▸ AVAILABLE RECORDS:
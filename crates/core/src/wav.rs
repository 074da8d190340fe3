//! RIFF/WAV header reading and writing
//!
//! Synthesis providers stream WAV bytes with an embedded header; the pacing
//! queue needs the format and the payload offset before it can forward or
//! resample anything. The parser walks RIFF chunks instead of assuming fixed
//! byte offsets, so extra chunks (`LIST`, `fact`, ...) before `data` are
//! handled.

use thiserror::Error;

use crate::audio::PcmFormat;

/// WAV parsing errors.
#[derive(Error, Debug, Clone, PartialEq, Eq)]
pub enum WavError {
    #[error("not a RIFF/WAVE stream")]
    NotRiff,

    #[error("missing fmt chunk before data")]
    MissingFormat,

    #[error("unsupported encoding: {0} (only PCM)")]
    UnsupportedEncoding(u16),

    #[error("unsupported sample width: {0} bits")]
    UnsupportedWidth(u16),
}

/// Parsed WAV header.
#[derive(Debug, Clone, Copy, PartialEq, Eq)]
pub struct WavInfo {
    /// Stream format from the `fmt ` chunk.
    pub format: PcmFormat,
    /// Byte offset where PCM payload begins.
    pub data_offset: usize,
    /// Payload length the header declares. Streaming encoders often write a
    /// placeholder here; the end of the byte stream is authoritative.
    pub declared_len: usize,
}

/// Attempt to parse a WAV header from the front of `bytes`.
///
/// Returns `Ok(None)` when more bytes are needed, `Ok(Some(info))` once the
/// `data` chunk has been located, and an error for malformed or unsupported
/// streams.
pub fn parse_header(bytes: &[u8]) -> Result<Option<WavInfo>, WavError> {
    if bytes.len() < 12 {
        return Ok(None);
    }
    if &bytes[0..4] != b"RIFF" || &bytes[8..12] != b"WAVE" {
        return Err(WavError::NotRiff);
    }

    let mut pos = 12;
    let mut format: Option<PcmFormat> = None;

    loop {
        if bytes.len() < pos + 8 {
            return Ok(None);
        }
        let id = &bytes[pos..pos + 4];
        let size = u32::from_le_bytes([bytes[pos + 4], bytes[pos + 5], bytes[pos + 6], bytes[pos + 7]])
            as usize;

        if id == b"data" {
            let fmt = format.ok_or(WavError::MissingFormat)?;
            return Ok(Some(WavInfo {
                format: fmt,
                data_offset: pos + 8,
                declared_len: size,
            }));
        }

        // Non-data chunks must be fully buffered before we can move past them.
        if bytes.len() < pos + 8 + size {
            return Ok(None);
        }

        if id == b"fmt " {
            if size < 16 {
                return Err(WavError::MissingFormat);
            }
            let body = &bytes[pos + 8..pos + 8 + size];
            let encoding = u16::from_le_bytes([body[0], body[1]]);
            if encoding != 1 {
                return Err(WavError::UnsupportedEncoding(encoding));
            }
            let channels = u16::from_le_bytes([body[2], body[3]]);
            let sample_rate = u32::from_le_bytes([body[4], body[5], body[6], body[7]]);
            let bits_per_sample = u16::from_le_bytes([body[14], body[15]]);
            if bits_per_sample != 16 {
                return Err(WavError::UnsupportedWidth(bits_per_sample));
            }
            format = Some(PcmFormat {
                sample_rate,
                channels,
                bits_per_sample,
            });
        }

        // RIFF chunks are word-aligned.
        pos += 8 + size + (size & 1);
    }
}

/// Build a standard 44-byte WAV header for `data_len` bytes of PCM payload.
pub fn header_for(format: PcmFormat, data_len: usize) -> [u8; 44] {
    let mut header = [0u8; 44];
    let byte_rate = format.bytes_per_second() as u32;
    let block_align = format.channels * (format.bits_per_sample / 8);

    header[0..4].copy_from_slice(b"RIFF");
    header[4..8].copy_from_slice(&(36 + data_len as u32).to_le_bytes());
    header[8..12].copy_from_slice(b"WAVE");

    header[12..16].copy_from_slice(b"fmt ");
    header[16..20].copy_from_slice(&16u32.to_le_bytes());
    header[20..22].copy_from_slice(&1u16.to_le_bytes());
    header[22..24].copy_from_slice(&format.channels.to_le_bytes());
    header[24..28].copy_from_slice(&format.sample_rate.to_le_bytes());
    header[28..32].copy_from_slice(&byte_rate.to_le_bytes());
    header[32..34].copy_from_slice(&block_align.to_le_bytes());
    header[34..36].copy_from_slice(&format.bits_per_sample.to_le_bytes());

    header[36..40].copy_from_slice(b"data");
    header[40..44].copy_from_slice(&(data_len as u32).to_le_bytes());

    header
}
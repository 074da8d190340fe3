//! Transcription provider contract

use async_trait::async_trait;

use crate::ProviderError;

/// Successful transcription of one speech segment.
#[derive(Debug, Clone)]
pub struct Transcription {
    /// Transcribed text
    pub text: String,
    /// Detected language (ISO 639-1), if the provider reports one
    pub language: Option<String>,
    /// Audio duration the provider reports (ms)
    pub duration_ms: u64,
    /// Confidence score (0.0 - 1.0)
    pub confidence: f32,
}

/// Speech-to-text provider.
///
/// One call per finalized speech segment; the transcription gate guarantees
/// at most one call is in flight per session.
#[async_trait]
pub trait Transcriber: Send + Sync {
    /// Transcribe a raw 16 kHz mono 16-bit PCM segment.
    async fn transcribe(&self, pcm: &[u8]) -> Result<Transcription, ProviderError>;
}
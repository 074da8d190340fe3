//! Pipeline configuration

use serde::{Deserialize, Serialize};

/// Configuration for one session's processing pipeline.
#[derive(Debug, Clone, Default, Serialize, Deserialize)]
pub struct PipelineConfig {
    /// Voice activity segmentation knobs
    #[serde(default)]
    pub vad: VadConfig,

    /// Transcription gating knobs
    #[serde(default)]
    pub stt: SttConfig,

    /// Reply generation knobs
    #[serde(default)]
    pub reply: ReplyConfig,

    /// Synthesis pacing knobs
    #[serde(default)]
    pub pacing: PacingConfig,
}

/// Voice activity segmentation configuration.
#[derive(Debug, Clone, Serialize, Deserialize)]
pub struct VadConfig {
    /// Speech probability threshold (0.0 - 1.0)
    #[serde(default = "default_vad_threshold")]
    pub threshold: f32,

    /// Analysis frame length in samples (the Silero model wants 512)
    #[serde(default = "default_frame_samples")]
    pub frame_samples: usize,

    /// Inbound sample rate in Hz
    #[serde(default = "default_sample_rate")]
    pub sample_rate: u32,

    /// Minimum voiced span for a segment to be kept (ms)
    #[serde(default = "default_min_speech_ms")]
    pub min_speech_ms: u64,

    /// Silence gap that ends a segment (ms)
    #[serde(default = "default_max_silence_ms")]
    pub max_silence_ms: u64,
}

fn default_vad_threshold() -> f32 {
    0.5
}
fn default_frame_samples() -> usize {
    512
}
fn default_sample_rate() -> u32 {
    16_000
}
fn default_min_speech_ms() -> u64 {
    250
}
fn default_max_silence_ms() -> u64 {
    500
}

impl Default for VadConfig {
    fn default() -> Self {
        Self {
            threshold: default_vad_threshold(),
            frame_samples: default_frame_samples(),
            sample_rate: default_sample_rate(),
            min_speech_ms: default_min_speech_ms(),
            max_silence_ms: default_max_silence_ms(),
        }
    }
}

/// Transcription gate configuration.
#[derive(Debug, Clone, Serialize, Deserialize)]
pub struct SttConfig {
    /// Segments shorter than this never reach the provider (ms)
    #[serde(default = "default_min_audio_ms")]
    pub min_audio_ms: u64,
}

fn default_min_audio_ms() -> u64 {
    100
}

impl Default for SttConfig {
    fn default() -> Self {
        Self {
            min_audio_ms: default_min_audio_ms(),
        }
    }
}

/// Reply generation configuration.
#[derive(Debug, Clone, Serialize, Deserialize)]
pub struct ReplyConfig {
    /// Token budget per completion request
    #[serde(default = "default_max_tokens")]
    pub max_tokens: u32,

    /// How many trailing history messages accompany each request
    #[serde(default = "default_history_context")]
    pub history_context: usize,

    /// System prompt prepended to every request
    #[serde(default = "default_system_prompt")]
    pub system_prompt: String,
}

fn default_max_tokens() -> u32 {
    4096
}
fn default_history_context() -> usize {
    20
}
fn default_system_prompt() -> String {
    "You are a helpful AI assistant.".to_string()
}

impl Default for ReplyConfig {
    fn default() -> Self {
        Self {
            max_tokens: default_max_tokens(),
            history_context: default_history_context(),
            system_prompt: default_system_prompt(),
        }
    }
}

/// Synthesis pacing configuration.
#[derive(Debug, Clone, Serialize, Deserialize)]
pub struct PacingConfig {
    /// Synthesis of the next sentence is deferred while the client still has
    /// more than this much audio to play (ms)
    #[serde(default = "default_max_buffered_ms")]
    pub max_buffered_ms: u64,

    /// Re-check interval while deferred (ms)
    #[serde(default = "default_retry_interval_ms")]
    pub retry_interval_ms: u64,

    /// Playback quantum: size of each forwarded audio chunk (ms)
    #[serde(default = "default_quantum_ms")]
    pub quantum_ms: u64,
}

fn default_max_buffered_ms() -> u64 {
    5000
}
fn default_retry_interval_ms() -> u64 {
    100
}
fn default_quantum_ms() -> u64 {
    50
}

impl Default for PacingConfig {
    fn default() -> Self {
        Self {
            max_buffered_ms: default_max_buffered_ms(),
            retry_interval_ms: default_retry_interval_ms(),
            quantum_ms: default_quantum_ms(),
        }
    }
}
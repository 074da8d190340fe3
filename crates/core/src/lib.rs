//! Core types for the voice-loop server
//!
//! This crate provides foundational types used across all other crates:
//! - PCM format arithmetic and frame buffering
//! - Chat message and history types
//! - WAV header reading and writing

pub mod audio;
pub mod message;
pub mod wav;

pub use audio::{pcm16_to_f32, FrameBuffer, PcmFormat, TARGET_FORMAT};
pub use message::{ChatMessage, History, MessageId, Role};
pub use wav::{WavError, WavInfo};
//! Ranked prefix completion over a vocabulary of scored phrases.
//!
//! # Overview
//!
//! The crate is built around [`PrefixIndex`], an in-memory character tree in
//! which every node keeps a bounded, score-sorted shortlist of the phrases
//! passing through it. A lookup descends along the query's characters and
//! collects shortlists breadth-first, so its cost does not depend on the size
//! of the vocabulary.
//!
//! Around the engine:
//!
//! - [`SharedPrefixIndex`]: rebuild-and-swap holder for concurrent readers.
//! - [`Suggester`]: request-level policy (empty and very short queries,
//!   fallback) producing serializable [`Suggestions`].
//! - [`seed`]: loading `(phrase, score)` pairs from JSON.
//!
//! Matching is case-insensitive (see [`collation`]); phrases are returned with
//! their original casing.
//!
//! # Quick Start
//!
//! ```rust
//! use quicksuggest_index::PrefixIndex;
//!
//! let index = PrefixIndex::from_entries([
//!     ("How do I connect my domain?", 0.9),
//!     ("How do I set up Services?", 0.95),
//!     ("How to configure settings?", 0.8),
//! ])
//! .unwrap();
//!
//! let results = index.search_prefix("how do", 5).unwrap();
//! assert_eq!(&*results[0], "How do I set up Services?");
//! assert_eq!(&*results[1], "How do I connect my domain?");
//! ```

pub mod collation;
pub mod config;
pub mod node;
pub mod prefix_index;
pub mod seed;
pub mod shared;
pub mod suggester;

pub use config::SuggesterConfig;
pub use node::{NodeId, NodeStore, SHORTLIST_CAPACITY};
pub use prefix_index::{IndexStats, PrefixIndex};
pub use seed::{SeedEntry, load_seed_file, parse_seed, read_seed};
pub use shared::SharedPrefixIndex;
pub use suggester::{Suggester, Suggestions};
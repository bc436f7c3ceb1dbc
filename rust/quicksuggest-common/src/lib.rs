//! Core definitions (error type, result alias, argument checks), relied upon by all
//! quicksuggest-* crates.

pub mod error;
pub mod result;

pub use result::Result;
use thiserror::Error;

#[derive(Debug, Error)]
#[error(transparent)]
pub struct Error(Box<ErrorKind>);

impl Error {
    pub fn kind(&self) -> &ErrorKind {
        self.0.as_ref()
    }

    pub fn into_kind(self) -> ErrorKind {
        *self.0
    }

    pub fn is_invalid_arg(&self) -> bool {
        matches!(self.kind(), ErrorKind::InvalidArgument { .. })
    }

    pub fn invalid_format(element: impl Into<String>, message: impl Into<String>) -> Error {
        Error(
            ErrorKind::InvalidFormat {
                element: element.into(),
                message: message.into(),
            }
            .into(),
        )
    }

    pub fn invalid_arg(name: impl Into<String>, message: impl Into<String>) -> Error {
        Error(
            ErrorKind::InvalidArgument {
                name: name.into(),
                message: message.into(),
            }
            .into(),
        )
    }

    pub fn io(context: impl Into<String>, source: std::io::Error) -> Error {
        Error(
            ErrorKind::Io {
                context: context.into(),
                source,
            }
            .into(),
        )
    }
}

#[derive(Debug, Error)]
pub enum ErrorKind {
    #[error("invalid argument {name}: {message}")]
    InvalidArgument { name: String, message: String },

    #[error("invalid format for '{element}': {message}")]
    InvalidFormat { element: String, message: String },

    #[error("IO error for '{context}': {source}")]
    Io {
        context: String,
        source: std::io::Error,
    },
}

impl From<ErrorKind> for Error {
    fn from(kind: ErrorKind) -> Self {
        Error(kind.into())
    }
}
//! Command implementations for quicksuggest-cmd

use anyhow::{Context, Result};
use quicksuggest_index::{SeedEntry, Suggester, SuggesterConfig, load_seed_file};

pub mod inspect;
pub mod suggest;

/// Loads seed entries, attaching the path to any error.
pub fn load_seed(path: &str) -> Result<Vec<SeedEntry>> {
    load_seed_file(path).with_context(|| format!("Failed to load seed file: {path}"))
}

/// Loads the optional configuration file, falling back to defaults.
pub fn load_config(path: Option<&str>) -> Result<SuggesterConfig> {
    match path {
        Some(path) => SuggesterConfig::load(path)
            .with_context(|| format!("Failed to load configuration: {path}")),
        None => Ok(SuggesterConfig::default()),
    }
}

/// Builds a suggester from a seed file and an optional configuration file.
pub fn build_suggester(seed: &str, config: Option<&str>) -> Result<Suggester> {
    let config = load_config(config)?;
    let entries = load_seed(seed)?;
    Suggester::from_seed(&entries, config)
        .with_context(|| format!("Failed to build index from seed file: {seed}"))
}
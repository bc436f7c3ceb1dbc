//! Loading of the `(phrase, score)` vocabulary from JSON.
//!
//! The seed is a JSON array. Each item is either an object
//! `{"phrase": "...", "score": 0.9}` or a two-element array `["...", 0.9]`.
//! Entries are returned in file order, duplicates included: later duplicates
//! override earlier scores once inserted into an index.

use std::io::Read;
use std::path::Path;

use quicksuggest_common::{Result, error::Error};
use serde::Deserialize;

#[derive(Debug, Clone, PartialEq, Deserialize)]
pub struct SeedEntry {
    pub phrase: String,
    pub score: f64,
}

impl SeedEntry {
    pub fn new(phrase: impl Into<String>, score: f64) -> SeedEntry {
        SeedEntry {
            phrase: phrase.into(),
            score,
        }
    }

    pub fn as_pair(&self) -> (&str, f64) {
        (&self.phrase, self.score)
    }
}

#[derive(Deserialize)]
#[serde(untagged)]
enum SeedItem {
    Entry(SeedEntry),
    Pair(String, f64),
}

impl From<SeedItem> for SeedEntry {
    fn from(item: SeedItem) -> Self {
        match item {
            SeedItem::Entry(entry) => entry,
            SeedItem::Pair(phrase, score) => SeedEntry { phrase, score },
        }
    }
}

/// Parses seed entries from a JSON string.
pub fn parse_seed(json: &str) -> Result<Vec<SeedEntry>> {
    let items: Vec<SeedItem> =
        serde_json::from_str(json).map_err(|e| Error::invalid_format("seed", e.to_string()))?;
    Ok(items.into_iter().map(SeedEntry::from).collect())
}

/// Reads seed entries from a JSON reader.
pub fn read_seed<R: Read>(mut reader: R) -> Result<Vec<SeedEntry>> {
    let mut json = String::new();
    reader
        .read_to_string(&mut json)
        .map_err(|e| Error::io("seed", e))?;
    parse_seed(&json)
}

/// Reads seed entries from a JSON file.
pub fn load_seed_file(path: impl AsRef<Path>) -> Result<Vec<SeedEntry>> {
    let path = path.as_ref();
    let json = std::fs::read_to_string(path).map_err(|e| Error::io(path.display().to_string(), e))?;
    let entries = parse_seed(&json)?;
    log::debug!("loaded {} seed entries from {}", entries.len(), path.display());
    Ok(entries)
}
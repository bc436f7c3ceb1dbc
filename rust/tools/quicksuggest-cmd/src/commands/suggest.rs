//! Suggest command implementation

use std::fmt::Write;

use anyhow::Result;
use quicksuggest_index::Suggestions;

pub fn run(
    seed: String,
    config: Option<String>,
    limit: Option<usize>,
    json: bool,
    queries: Vec<String>,
) -> Result<()> {
    let suggester = super::build_suggester(&seed, config.as_deref())?;

    for query in &queries {
        let response = suggester.suggest_or_fallback(query, limit);
        print!("{}", format_response(&response, json)?);
    }
    Ok(())
}

/// Renders a response either as pretty JSON or as a numbered list.
fn format_response(response: &Suggestions, json: bool) -> Result<String> {
    if json {
        return Ok(format!("{}\n", serde_json::to_string_pretty(response)?));
    }

    let mut out = format!(
        "{:?}: {} suggestion(s) in {:.2} ms\n",
        response.query, response.count, response.processing_time_ms
    );
    if let Some(error) = &response.error {
        writeln!(out, "  ({error})")?;
    }
    for (i, suggestion) in response.suggestions.iter().enumerate() {
        writeln!(out, "  {:>2}. {suggestion}", i + 1)?;
    }
    Ok(out)
}
//! Case folding rules shared by index construction and query processing.
//!
//! Phrases keep their original casing for display, while the tree is keyed by
//! folded characters. Folding maps one character to exactly one character so
//! that a folded phrase has the same number of characters as the original,
//! and a prefix of the original folds to a prefix of the folded phrase.
//!
//! The same folding must be used when inserting phrases and when descending the
//! tree for a query, otherwise prefixes silently stop matching.

use std::cmp::Ordering;

/// Converts a character into its lower case variant, ignoring special casing
/// characters as described by
/// https://www.unicode.org/Public/UCD/latest/ucd/SpecialCasing.txt.
///
/// If the lower case form expands to several code points (e.g. 'İ'), the
/// character is returned unchanged. 'ẞ' (upper Eszett) folds to 'ß'.
///
/// This is deliberately not full lower-casing: context-free and one character
/// at a time. 'İ' stays 'İ' (so "İstanbul" does not match "i"), titlecase
/// digraphs such as 'ǅ' are kept, and 'Σ' always folds to 'σ', never to the
/// word-final 'ς'.
pub fn fold_char(c: char) -> char {
    if c.is_ascii() {
        c.to_ascii_lowercase()
    } else if c == 'ẞ' {
        'ß'
    } else if c.is_uppercase() {
        let mut lowercase_char = c.to_lowercase();
        match (lowercase_char.next(), lowercase_char.next()) {
            (Some(ch), None) => ch,
            _ => c,
        }
    } else {
        c
    }
}

/// Returns the folded characters of `text`, one per input character.
pub fn fold(text: &str) -> impl Iterator<Item = char> + '_ {
    text.chars().map(fold_char)
}

/// Returns the folded form of `text` as a new string.
pub fn fold_to_string(text: &str) -> String {
    fold(text).collect()
}

/// Tests whether `text` starts with `prefix`, ignoring case differences.
///
/// An empty prefix matches any text.
pub fn starts_with(text: &str, prefix: &str) -> bool {
    let mut text = fold(text);
    for pch in fold(prefix) {
        match text.next() {
            Some(tch) if tch == pch => (),
            _ => return false,
        }
    }
    true
}

/// Compares two strings case-insensitively, falling back to a case-sensitive
/// comparison when they fold to the same characters.
pub fn compare(left: &str, right: &str) -> Ordering {
    fold(left)
        .cmp(fold(right))
        .then_with(|| left.cmp(right))
}

#[cfg(test)]
mod tests {
    use super::*;

    #[test]
    fn test_fold_char() {
        assert_eq!(fold_char('A'), 'a');
        assert_eq!(fold_char('z'), 'z');
        assert_eq!(fold_char('1'), '1');
        assert_eq!(fold_char('?'), '?');

        assert_eq!(fold_char('Ñ'), 'ñ');
        assert_eq!(fold_char('É'), 'é');
        assert_eq!(fold_char('ẞ'), 'ß');
        assert_eq!(fold_char('ß'), 'ß');

        // 'İ' lowercases to two code points, so it stays as is.
        assert_eq!(fold_char('İ'), 'İ');
        assert!(!starts_with("İstanbul", "i"));
        assert!(starts_with("İstanbul", "İs"));

        // Titlecase is not uppercase; final sigma is not context-sensitive.
        assert_eq!(fold_char('ǅ'), 'ǅ');
        assert_eq!(fold_char('Σ'), 'σ');
        assert_eq!(fold_to_string("ΟΔΟΣ"), "οδοσ");
    }

    #[test]
    fn test_fold_preserves_char_count() {
        for text in ["How do I?", "CAFÉ", "İstanbul", "Straẞe", "你好"] {
            assert_eq!(fold(text).count(), text.chars().count(), "{text}");
        }
        assert_eq!(fold_to_string("How DO I"), "how do i");
    }

    #[test]
    fn test_starts_with() {
        assert!(starts_with("How do I reset my password?", "HOW"));
        assert!(starts_with("How do I reset my password?", "how do"));
        assert!(starts_with("CAFÉ au lait", "café"));
        assert!(starts_with("anything", ""));
        assert!(starts_with("", ""));
        assert!(!starts_with("how", "how do"));
        assert!(!starts_with("hello", "world"));
    }

    #[test]
    fn test_compare() {
        assert_eq!(compare("abc", "ABD"), Ordering::Less);
        assert_eq!(compare("same", "same"), Ordering::Equal);
        assert_ne!(compare("abc", "ABC"), Ordering::Equal);

        let mut phrases = vec!["banana", "Apple", "apple", "Cherry"];
        phrases.sort_by(|a, b| compare(a, b));
        assert_eq!(phrases, vec!["Apple", "apple", "banana", "Cherry"]);
    }
}
use std::sync::atomic::{AtomicBool, Ordering};

use quicksuggest_index::{PrefixIndex, SharedPrefixIndex};

fn vocabulary(tag: &str, count: usize) -> Vec<(String, f64)> {
    (0..count)
        .map(|i| (format!("alpha {tag}{i:02}"), i as f64 / count as f64))
        .collect()
}

#[test]
fn test_readers_never_observe_partial_rebuilds() {
    let first = vocabulary("a", 10);
    let second = vocabulary("b", 12);
    let shared = SharedPrefixIndex::from_entries(first.clone()).unwrap();
    let done = AtomicBool::new(false);

    std::thread::scope(|scope| {
        for _ in 0..4 {
            scope.spawn(|| {
                while !done.load(Ordering::Relaxed) {
                    let results = shared.search_prefix("alpha", 50).unwrap();
                    let from_first = results.iter().filter(|r| r.starts_with("alpha a")).count();
                    let from_second = results.iter().filter(|r| r.starts_with("alpha b")).count();
                    assert!(
                        (from_first == 10 && from_second == 0)
                            || (from_first == 0 && from_second == 12),
                        "mixed or partial result: {from_first} + {from_second}"
                    );
                }
            });
        }

        for round in 0..50 {
            let entries = if round % 2 == 0 { &second } else { &first };
            shared.rebuild(entries.iter().cloned()).unwrap();
        }
        done.store(true, Ordering::Relaxed);
    });

    assert_eq!(shared.snapshot().len(), 10);
}

#[test]
fn test_snapshot_is_shared_and_send() {
    fn assert_send_sync<T: Send + Sync>() {}
    assert_send_sync::<PrefixIndex>();
    assert_send_sync::<SharedPrefixIndex>();

    let shared = SharedPrefixIndex::from_entries(vocabulary("a", 3)).unwrap();
    let snapshot = shared.snapshot();
    let handle = std::thread::spawn(move || snapshot.search_prefix("alpha a0", 10).unwrap().len());
    assert_eq!(handle.join().unwrap(), 3);
}

#[test]
fn test_replace_returns_previous() {
    let shared = SharedPrefixIndex::from(PrefixIndex::from_entries([("one", 1.0)]).unwrap());
    let previous = shared.replace(PrefixIndex::from_entries([("two", 1.0)]).unwrap());
    assert!(previous.contains("one"));
    assert!(shared.snapshot().contains("two"));
    assert!(!shared.snapshot().contains("one"));
}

▸ WHAT YOU WILL DO:
Which lines hold the word "Services"? Return all of them from the records above.

▸ COMPLETED TASK:
//!     ("How do I set up Services?", 0.95),
//! assert_eq!(&*results[0], "How do I set up Services?");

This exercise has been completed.